Mai come in questi anni il cinema ha attinto a piene mani dai lavori di William Shakespeare. Se i grandi del passato come Laurence Olivier e Orson Welles avevano affrontato le sue tragedie con un'attenzione quasi filologica, con il passare del tempo ci si è concessa sempre maggiore libertà con risultati apprezzabilissimi quali Prospero's Book di Peter Greenaway e Rosencrantz e Guildenstern sono Morti di Tom Stoppard. Un discorso a parte per i film di Kenneth Branagh e dei produttori David Parfitt e Stephen Evans.

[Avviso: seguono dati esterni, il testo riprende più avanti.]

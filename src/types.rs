//! The two trees the pipeline passes around.
//!
//! [`FragmentType`] mirrors the selection set it was mapped from: fields, plus the fragment
//! spreads applied at each level, nested the same way they were written. [`FlattenedType`] is
//! what normalization turns it into: every polymorphic position is resolved to either one
//! shape valid for all of its possible types, or one shape per concrete type.

use apollo_compiler::schema::NamedType;
use apollo_compiler::Name;
use apollo_compiler::Node;

/// Name of the meta field whose value identifies the concrete type of an object.
pub const TYPENAME_FIELD: &str = "__typename";

#[derive(Debug, Clone, PartialEq, Eq)]
pub enum FragmentType {
    Object(Node<ObjectType>),
    List(Box<FragmentType>),
    NonNull(Box<FragmentType>),
    Scalar(ScalarType),
}

impl FragmentType {
    pub fn as_object(&self) -> Option<&Node<ObjectType>> {
        match self {
            FragmentType::Object(object) => Some(object),
            _ => None,
        }
    }
}

/// A leaf: a scalar, or an enum together with the names of its values.
#[derive(Debug, Clone, PartialEq, Eq)]
pub struct ScalarType {
    pub name: NamedType,
    pub known_possible_values: Option<Vec<String>>,
}

impl ScalarType {
    pub fn new(name: NamedType) -> Self {
        Self {
            name,
            known_possible_values: None,
        }
    }

    pub fn with_known_possible_values(name: NamedType, values: Vec<String>) -> Self {
        Self {
            name,
            known_possible_values: Some(values),
        }
    }
}

#[derive(Debug, Clone, PartialEq, Eq)]
pub struct FieldInfo {
    pub field_name: Name,
    /// The alias if there is one, the field name otherwise.
    pub response_name: Name,
    pub export_name: Option<String>,
    pub ty: FragmentType,
}

/// One selection level on a composite type.
///
/// `fragment_spreads` holds one entry per inline fragment or named fragment spread written at
/// this level. Named fragments referenced more than once share the same node.
#[derive(Debug, Clone, PartialEq, Eq)]
pub struct ObjectType {
    pub schema_type: NamedType,
    pub fields: Vec<FieldInfo>,
    pub fragment_spreads: Vec<Node<ObjectType>>,
}

impl ObjectType {
    pub fn new(schema_type: NamedType) -> Self {
        Self {
            schema_type,
            fields: Vec::new(),
            fragment_spreads: Vec::new(),
        }
    }
}

#[derive(Debug, Clone, PartialEq, Eq)]
pub enum FlattenedType {
    Object(FlattenedObjectType),
    List(Box<FlattenedType>),
    /// Never wraps another `NonNull`.
    NonNull(Box<FlattenedType>),
    Scalar(ScalarType),
    Reference(ReferenceType),
}

impl FlattenedType {
    pub fn is_nullable(&self) -> bool {
        !matches!(self, FlattenedType::NonNull(_))
    }

    /// Strips an outer `NonNull`, if any.
    pub fn into_nullable(self) -> FlattenedType {
        match self {
            FlattenedType::NonNull(inner) => *inner,
            other => other,
        }
    }
}

/// A position filled by one or more externally declared types, such as a type brand.
#[derive(Debug, Clone, PartialEq, Eq)]
pub struct ReferenceType {
    pub names: Vec<String>,
}

#[derive(Debug, Clone, PartialEq, Eq)]
pub enum FlattenedObjectType {
    Single(SingleObjectType),
    Spread(SpreadObjectType),
}

impl FlattenedObjectType {
    /// Every concrete type this object may be, sorted by name.
    pub fn schema_types(&self) -> &[NamedType] {
        match self {
            FlattenedObjectType::Single(single) => &single.schema_types,
            FlattenedObjectType::Spread(spread) => &spread.schema_types,
        }
    }
}

/// One shape shared by all of `schema_types`.
#[derive(Debug, Clone, PartialEq, Eq)]
pub struct SingleObjectType {
    pub fields: Vec<FlattenedField>,
    pub schema_types: Vec<NamedType>,
}

/// A union of per-type shapes. The types covered by `spreads` partition `schema_types`.
#[derive(Debug, Clone, PartialEq, Eq)]
pub struct SpreadObjectType {
    pub spreads: Vec<FlattenedSpread>,
    pub schema_types: Vec<NamedType>,
}

#[derive(Debug, Clone, PartialEq, Eq)]
pub enum FlattenedSpread {
    Specific(SpecificObjectType),
    Rest(RestObjectType),
}

impl FlattenedSpread {
    pub fn fields(&self) -> &[FlattenedField] {
        match self {
            FlattenedSpread::Specific(specific) => &specific.fields,
            FlattenedSpread::Rest(rest) => &rest.fields,
        }
    }

    pub fn schema_types(&self) -> &[NamedType] {
        match self {
            FlattenedSpread::Specific(specific) => std::slice::from_ref(&specific.schema_type),
            FlattenedSpread::Rest(rest) => &rest.schema_types,
        }
    }
}

/// The shape of exactly one concrete type.
#[derive(Debug, Clone, PartialEq, Eq)]
pub struct SpecificObjectType {
    pub schema_type: NamedType,
    pub fields: Vec<FlattenedField>,
}

/// The shape shared by every possible type that no fragment spread applies to.
#[derive(Debug, Clone, PartialEq, Eq)]
pub struct RestObjectType {
    pub schema_types: Vec<NamedType>,
    pub fields: Vec<FlattenedField>,
}

#[derive(Debug, Clone, PartialEq, Eq)]
pub struct FlattenedField {
    /// Empty for the synthetic brand field.
    pub field_name: String,
    pub response_name: String,
    pub export_name: Option<String>,
    pub ty: FlattenedType,
    pub description: Option<String>,
    pub deprecation_reason: Option<String>,
}

impl FlattenedField {
    pub fn is_typename(&self) -> bool {
        self.field_name == TYPENAME_FIELD
    }
}

#[cfg(test)]
mod tests {
    use apollo_compiler::name;

    use super::*;

    #[test]
    fn spread_schema_types_cover_both_kinds() {
        let specific = FlattenedSpread::Specific(SpecificObjectType {
            schema_type: name!("Planet"),
            fields: vec![],
        });
        let rest = FlattenedSpread::Rest(RestObjectType {
            schema_types: vec![name!("Film"), name!("Person")],
            fields: vec![],
        });
        assert_eq!(specific.schema_types(), &[name!("Planet")]);
        assert_eq!(rest.schema_types(), &[name!("Film"), name!("Person")]);
    }

    #[test]
    fn into_nullable_strips_one_layer() {
        let scalar = FlattenedType::Scalar(ScalarType::new(name!("String")));
        let non_null = FlattenedType::NonNull(Box::new(scalar.clone()));
        assert!(!non_null.is_nullable());
        assert_eq!(non_null.into_nullable(), scalar);
        assert_eq!(scalar.clone().into_nullable(), scalar);
    }
}
use fragment_typegen::TypegenSchema;

const STARWARS_SDL: &str = include_str!("../fixtures/starwars.graphql");

pub(crate) fn starwars_schema() -> TypegenSchema {
    TypegenSchema::parse(STARWARS_SDL, "starwars.graphql").unwrap()
}
use serde::Deserialize;
use serde::Serialize;

use crate::validation::DocumentShape;
use crate::validation::UnknownFragmentPolicy;

/// Knobs shared by every entry point.
#[derive(Debug, Clone, Default, PartialEq, Eq, Serialize, Deserialize)]
#[serde(default)]
pub struct TypegenOptions {
    /// Response names (aliases included) left out of the generated types.
    pub fields_to_exclude: Vec<String>,
    /// Column the printed type starts at. Nested lines are indented relative to it.
    pub indent: usize,
    /// Overrides the per-mode default. See [`DocumentShape::default_unknown_fragment_policy`].
    pub unknown_fragments: Option<UnknownFragmentPolicy>,
}

impl TypegenOptions {
    pub fn with_fields_to_exclude<I, S>(mut self, fields: I) -> Self
    where
        I: IntoIterator<Item = S>,
        S: Into<String>,
    {
        self.fields_to_exclude = fields.into_iter().map(Into::into).collect();
        self
    }

    pub fn with_indent(mut self, indent: usize) -> Self {
        self.indent = indent;
        self
    }

    pub fn with_unknown_fragments(mut self, policy: UnknownFragmentPolicy) -> Self {
        self.unknown_fragments = Some(policy);
        self
    }

    pub(crate) fn unknown_fragment_policy(
        &self,
        shape: DocumentShape<'_>,
    ) -> UnknownFragmentPolicy {
        self.unknown_fragments
            .unwrap_or_else(|| shape.default_unknown_fragment_policy())
    }
}

#[cfg(test)]
mod tests {
    use super::*;

    #[test]
    fn policy_defaults_follow_document_shape() {
        let options = TypegenOptions::default();
        assert_eq!(
            options.unknown_fragment_policy(DocumentShape::SingleFragment),
            UnknownFragmentPolicy::Ignore
        );
        assert_eq!(
            options.unknown_fragment_policy(DocumentShape::MultiFragment { root: "N" }),
            UnknownFragmentPolicy::Reject
        );
        assert_eq!(
            options.unknown_fragment_policy(DocumentShape::Operation),
            UnknownFragmentPolicy::Reject
        );
    }

    #[test]
    fn explicit_policy_wins() {
        let options =
            TypegenOptions::default().with_unknown_fragments(UnknownFragmentPolicy::Reject);
        assert_eq!(
            options.unknown_fragment_policy(DocumentShape::SingleFragment),
            UnknownFragmentPolicy::Reject
        );
    }

    #[test]
    fn deserializes_partial_config() {
        let options: TypegenOptions = serde_json::from_str(
            r#"{ "fields_to_exclude": ["id"], "unknown_fragments": "ignore" }"#,
        )
        .unwrap();
        assert_eq!(
            options,
            TypegenOptions::default()
                .with_fields_to_exclude(["id"])
                .with_unknown_fragments(UnknownFragmentPolicy::Ignore)
        );
    }
}
use std::path::Path;

use apollo_compiler::ast::{Directive, DirectiveDefinition, DirectiveLocation, OperationType};
use apollo_compiler::schema::{ExtendedType, InputValueDefinition, NamedType};
use apollo_compiler::validation::Valid;
use apollo_compiler::{name, ty, Node, Schema};
use itertools::Itertools;

use crate::error::{SingleTypegenError, TypegenError};

pub(crate) const EXPORT_TYPE_DIRECTIVE: &str = "exportType";
pub(crate) const EXPORT_TYPE_NAME_ARGUMENT: &str = "name";
pub(crate) const RELAY_DIRECTIVE: &str = "relay";
pub(crate) const RELAY_PLURAL_ARGUMENT: &str = "plural";

const DEFAULT_DEPRECATION_REASON: &str = "No longer supported";

#[derive(Debug, Clone, Copy, PartialEq, Eq, strum_macros::Display)]
pub enum TypeKind {
    #[strum(to_string = "scalar")]
    Scalar,
    #[strum(to_string = "object")]
    Object,
    #[strum(to_string = "interface")]
    Interface,
    #[strum(to_string = "union")]
    Union,
    #[strum(to_string = "enum")]
    Enum,
    #[strum(to_string = "input object")]
    InputObject,
}

impl From<&ExtendedType> for TypeKind {
    fn from(value: &ExtendedType) -> Self {
        match value {
            ExtendedType::Scalar(_) => TypeKind::Scalar,
            ExtendedType::Object(_) => TypeKind::Object,
            ExtendedType::Interface(_) => TypeKind::Interface,
            ExtendedType::Union(_) => TypeKind::Union,
            ExtendedType::Enum(_) => TypeKind::Enum,
            ExtendedType::InputObject(_) => TypeKind::InputObject,
        }
    }
}

/// Documentation attached to a field definition on a concrete or interface type.
#[derive(Debug, Clone, Default, PartialEq, Eq)]
pub struct FieldMetadata {
    pub description: Option<String>,
    pub deprecation_reason: Option<String>,
}

/// A validated schema extended with the directives fragments may use to steer generation.
///
/// Wraps an apollo-compiler schema and answers the handful of questions the mapper and the
/// normalizer ask of it: which concrete types a composite type stands for, and what
/// documentation a field carries.
#[derive(Debug, Clone)]
pub struct TypegenSchema {
    schema: Valid<Schema>,
}

impl TypegenSchema {
    pub fn parse(sdl: &str, path: impl AsRef<Path>) -> Result<Self, TypegenError> {
        let schema = Schema::parse(sdl, path)?;
        Self::new(schema)
    }

    /// Registers `@exportType` and `@relay` unless the schema already declares them, then
    /// validates the result.
    pub fn new(mut schema: Schema) -> Result<Self, TypegenError> {
        for definition in [
            export_type_directive_definition(),
            relay_directive_definition(),
        ] {
            schema
                .directive_definitions
                .entry(definition.name.clone())
                .or_insert_with(|| Node::new(definition));
        }
        Ok(Self {
            schema: schema.validate()?,
        })
    }

    pub fn schema(&self) -> &Valid<Schema> {
        &self.schema
    }

    pub fn type_kind(&self, type_name: &str) -> Result<TypeKind, TypegenError> {
        self.schema
            .types
            .get(type_name)
            .map(TypeKind::from)
            .ok_or_else(|| {
                SingleTypegenError::UnknownType {
                    name: type_name.to_owned(),
                }
                .into()
            })
    }

    /// Member names of an enum type, in declaration order.
    pub fn enum_values(&self, type_name: &str) -> Option<Vec<String>> {
        match self.schema.types.get(type_name)? {
            ExtendedType::Enum(enum_type) => Some(
                enum_type
                    .values
                    .keys()
                    .map(|value| value.to_string())
                    .collect(),
            ),
            _ => None,
        }
    }

    /// The concrete object types `type_name` may resolve to at runtime, sorted by name.
    pub fn possible_types(&self, type_name: &str) -> Result<Vec<NamedType>, TypegenError> {
        let Some((name, ty)) = self.schema.types.get_key_value(type_name) else {
            return Err(SingleTypegenError::UnknownType {
                name: type_name.to_owned(),
            }
            .into());
        };
        match ty {
            ExtendedType::Object(_) => Ok(vec![name.clone()]),
            ExtendedType::Interface(_) | ExtendedType::Union(_) => Ok(self
                .schema
                .types
                .iter()
                .filter(|(candidate, ty)| {
                    matches!(ty, ExtendedType::Object(_)) && self.schema.is_subtype(name, candidate)
                })
                .map(|(candidate, _)| candidate.clone())
                .sorted_by(|a, b| a.as_str().cmp(b.as_str()))
                .collect()),
            other => Err(SingleTypegenError::NotCompositeType {
                name: name.to_string(),
                kind: other.into(),
            }
            .into()),
        }
    }

    /// Description and deprecation of `field_name` as declared on `type_name`. Meta fields
    /// such as `__typename` have no declaration and yield `None`.
    pub fn field_metadata(&self, type_name: &str, field_name: &str) -> Option<FieldMetadata> {
        let definition = match self.schema.types.get(type_name)? {
            ExtendedType::Object(object) => object.fields.get(field_name)?,
            ExtendedType::Interface(interface) => interface.fields.get(field_name)?,
            _ => return None,
        };
        Some(FieldMetadata {
            description: definition
                .description
                .as_ref()
                .map(|description| description.to_string()),
            deprecation_reason: deprecation_reason(
                definition
                    .directives
                    .get("deprecated")
                    .map(|directive| &**directive),
            ),
        })
    }

    pub fn root_operation_type(
        &self,
        operation_type: OperationType,
    ) -> Result<NamedType, TypegenError> {
        self.schema
            .root_operation(operation_type)
            .cloned()
            .ok_or_else(|| SingleTypegenError::UndefinedRootType { operation_type }.into())
    }
}

/// The reason a `@deprecated` directive gives, defaulting to the GraphQL default reason.
pub(crate) fn deprecation_reason(deprecated: Option<&Directive>) -> Option<String> {
    let deprecated = deprecated?;
    let reason = deprecated
        .specified_argument_by_name("reason")
        .and_then(|value| value.as_str())
        .map(str::to_owned)
        .unwrap_or_else(|| DEFAULT_DEPRECATION_REASON.to_owned());
    Some(reason)
}

/// directive @exportType(name: String!) on FIELD
fn export_type_directive_definition() -> DirectiveDefinition {
    DirectiveDefinition {
        name: name!("exportType"),
        description: None,
        arguments: vec![Node::new(InputValueDefinition {
            name: name!("name"),
            description: None,
            directives: Default::default(),
            ty: ty!(String!).into(),
            default_value: None,
        })],
        locations: vec![DirectiveLocation::Field],
        repeatable: false,
    }
}

/// directive @relay(plural: Boolean) on FRAGMENT_DEFINITION
fn relay_directive_definition() -> DirectiveDefinition {
    DirectiveDefinition {
        name: name!("relay"),
        description: None,
        arguments: vec![Node::new(InputValueDefinition {
            name: name!("plural"),
            description: None,
            directives: Default::default(),
            ty: ty!(Boolean).into(),
            default_value: None,
        })],
        locations: vec![DirectiveLocation::FragmentDefinition],
        repeatable: false,
    }
}

#[cfg(test)]
mod tests {
    use super::*;

    const SDL: &str = r#"
        type Query {
          node(id: ID!): Node
          search: [SearchResult]
        }

        interface Node {
          "The id of the object."
          id: ID!
        }

        type Planet implements Node {
          "The ID of an object"
          id: ID!
          "The name of this planet."
          name: String @deprecated(reason: "Use title")
          diameter: Int @deprecated
        }

        type Person implements Node {
          id: ID!
          name: String
        }

        type Film {
          title: String
        }

        union SearchResult = Planet | Film

        enum Episode { NEWHOPE EMPIRE JEDI }
    "#;

    fn schema() -> TypegenSchema {
        TypegenSchema::parse(SDL, "schema.graphql").unwrap()
    }

    #[test]
    fn registers_typegen_directives() {
        let schema = schema();
        assert!(schema
            .schema()
            .directive_definitions
            .contains_key(EXPORT_TYPE_DIRECTIVE));
        assert!(schema
            .schema()
            .directive_definitions
            .contains_key(RELAY_DIRECTIVE));
    }

    #[test]
    fn possible_types_are_sorted() {
        let schema = schema();
        let names = |ty: &str| {
            schema
                .possible_types(ty)
                .unwrap()
                .into_iter()
                .map(|name| name.to_string())
                .collect::<Vec<_>>()
        };
        assert_eq!(names("Node"), vec!["Person", "Planet"]);
        assert_eq!(names("SearchResult"), vec!["Film", "Planet"]);
        assert_eq!(names("Planet"), vec!["Planet"]);
    }

    #[test]
    fn possible_types_rejects_leaf_types() {
        let error = schema().possible_types("Episode").unwrap_err();
        assert_eq!(
            error,
            SingleTypegenError::NotCompositeType {
                name: "Episode".to_owned(),
                kind: TypeKind::Enum,
            }
            .into()
        );
    }

    #[test]
    fn reads_field_metadata() {
        let schema = schema();
        assert_eq!(
            schema.field_metadata("Planet", "name"),
            Some(FieldMetadata {
                description: Some("The name of this planet.".to_owned()),
                deprecation_reason: Some("Use title".to_owned()),
            })
        );
        assert_eq!(
            schema.field_metadata("Planet", "diameter"),
            Some(FieldMetadata {
                description: None,
                deprecation_reason: Some("No longer supported".to_owned()),
            })
        );
        assert_eq!(
            schema
                .field_metadata("Node", "id")
                .and_then(|meta| meta.description),
            Some("The id of the object.".to_owned())
        );
        assert_eq!(schema.field_metadata("Planet", "__typename"), None);
    }

    #[test]
    fn missing_root_operation_type_is_an_error() {
        let error = schema()
            .root_operation_type(OperationType::Mutation)
            .unwrap_err();
        assert!(matches!(
            error,
            TypegenError::Single(SingleTypegenError::UndefinedRootType { .. })
        ));
    }

    #[test]
    fn reads_enum_values() {
        assert_eq!(
            schema().enum_values("Episode"),
            Some(vec![
                "NEWHOPE".to_owned(),
                "EMPIRE".to_owned(),
                "JEDI".to_owned()
            ])
        );
    }
}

Attore e regista di teatro, Branagh con i suoi Enrico V e Molto Rumore per Nulla ha unito all'attenzione per il testo shakespeariano una regia moderna con una strizzatina d'occhio al grande pubblico. Gli stessi produttori portano ora sul grande schermo La Dodicesima Notte, per la regia di Trevor Nunn, famoso per i suoi adattamenti teatrali delle opere del drammaturgo inglese, con risultati non pienamente convincenti.

Una terribile tempesta fa naufragare la nave sulla quale viaggiano Viola e Sebastian, due gemelli particolarmente uniti dalla prematura morte dei genitori. Raggiunte le coste dell'Illiria, Viola (Imogen Stubbs) assume le sembianze del giovane Cesario ed entra al servizio del Duca Orsino, di cui subito si innamora. Ma Orsino, ben lontano dall'immaginare la verità, vive un amore sofferto e non ricambiato per la bella Olivia (Helena Bonham-Carter). Cesario viene quindi utilizzato dal duca come messaggero delle sue pene d'amore, ma Olivia non presta attenzione alle parole di Orsino ma alla suadente voce del giovane, preda anche lei di un amore impossibile. L'improvvisa apparizione di Sebastian, uguale a Cesario come due gocce d'acqua, ed il conseguente ritorno di Viola alle sue vere sembianze risolveranno la storia nel migliore dei modi.

Attorno alle quattro figure principali si muove un insieme di gradevolissimi personaggi minori: Sir Toby "Rutto" e Sir Andrew "Guancia Secca" sono due simpatici ubriaconi sempre pronti alla burla, Malvolio (Nigel Hawthorne, lo splendido protagonista de La Pazzia di Re Giorgio) è il burbero maggiordomo trasformato di colpo dall'amore per Olivia e dalle conseguenze di un terribile scherzo, Feste (Ben Kingsley) è il saggio giullare e cantastorie. Sono proprio loro, in fondo, la parte migliore del film.

Una fotografia forzatamente autunnale e fin troppo manierata, una musica troppo spesso fastidiosa - molto belle però le melodie del cantastorie - ed un inizio di certo non coinvolgente, con Imogen Stubbs più a suo agio nei panni di Cesario che in quelli di Viola, rischiano di rovinare ben presto questo film, reso interessante unicamente dal perfetto intreccio shakespeariano e dalle ottime interpretazioni di molti interpreti, primi fra tutti Ben Kingsley, Nigel Hawthorne e Helena Bonham-Carter.